Quelques, jours après ſon départ, je priai mon frere de permettre que je fuſſe à la Terre d’Arſeſne, paſſer le tems de l’abſence de Philinte. Il approuva mon deſſein, & me recommanda le jeune Orſame. Je me rendis dans ce beau lieu, qui me parut dénué de tous ſes charmes, Arſeſne n’y étant plus ; mais il me devint affreux par le trouble & la douleur où je trouvai cette maiſon, par la fuite ou la perte de la gouvernante d’Orſame, qui avoit diſparu avec lui depuis deux jours. L’eſpoir de les voir revenir, & la crainte du couroux de Dorante, avoient empêché ces gens de lui mander une ſi triſte nouvelle, ſe contentant de faire une exacte recherche dans le pays.

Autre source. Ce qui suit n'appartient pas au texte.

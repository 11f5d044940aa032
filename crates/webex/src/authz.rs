use std::sync::Arc;

use tracing::warn;

use crate::people::{IdentityResolver, Person};

/// Identity checks for privileged commands. Every lookup failure denies.
pub struct AuthorizationGate {
    resolver: Arc<dyn IdentityResolver>,
    admin_emails: Vec<String>,
}

impl AuthorizationGate {
    pub fn new(resolver: Arc<dyn IdentityResolver>, admin_emails: Vec<String>) -> Self {
        let admin_emails = admin_emails
            .into_iter()
            .map(|email| email.trim().to_lowercase())
            .filter(|email| !email.is_empty())
            .collect();
        Self { resolver, admin_emails }
    }

    pub fn admin_emails(&self) -> &[String] {
        &self.admin_emails
    }

    /// True only when `person_id` resolves to a person holding `required_identity`.
    /// Resolved identities are not cached; each check performs a fresh lookup.
    pub async fn is_allowed(&self, person_id: &str, required_identity: &str) -> bool {
        if required_identity.trim().is_empty() {
            return false;
        }
        self.resolve(person_id).await.is_some_and(|person| person.has_email(required_identity))
    }

    /// Like [`Self::is_allowed`] against each configured administrator, with a single lookup.
    pub async fn is_admin(&self, person_id: &str) -> bool {
        if self.admin_emails.is_empty() {
            return false;
        }
        self.resolve(person_id)
            .await
            .is_some_and(|person| self.admin_emails.iter().any(|admin| person.has_email(admin)))
    }

    /// Whether the sender's primary address belongs to one of `domains`.
    pub async fn in_approved_domain(&self, person_id: &str, domains: &[String]) -> bool {
        self.resolve(person_id).await.is_some_and(|person| {
            person.primary_email().is_some_and(|email| email_in_domains(email, domains))
        })
    }

    async fn resolve(&self, person_id: &str) -> Option<Person> {
        match self.resolver.person(person_id).await {
            Ok(person) => Some(person),
            Err(error) => {
                warn!(
                    event_name = "webex.authz.lookup_failed",
                    sender_id = %person_id,
                    error = %error,
                    "identity lookup failed, denying"
                );
                None
            }
        }
    }
}

pub fn email_in_domains(email: &str, domains: &[String]) -> bool {
    let Some((_, domain)) = email.trim().rsplit_once('@') else {
        return false;
    };
    let domain = domain.to_lowercase();
    domains.iter().any(|approved| approved.trim().to_lowercase() == domain)
}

Cet accident renouvella toutes mes douleurs. Je dépêchai un courier à mon frere, qui crut voir mourir Arſeſne une ſeconde fois. Il ne perdit point de tems, & ſe ſervant de ſa faveur, & du rang qu’il tenoit, il fit donner des ordres ſévères dans toutes les Provinces contre ceux qui ne découvriroient pas où ils ſavoient que pouvoient être Orſame & Argine ſa gouvernante, & promit des récompenſes exceſſives à quiconque en donneroit des nouvelles : mais quelques perquiſitions qu’on pût faire, nous n’en apprimes rien.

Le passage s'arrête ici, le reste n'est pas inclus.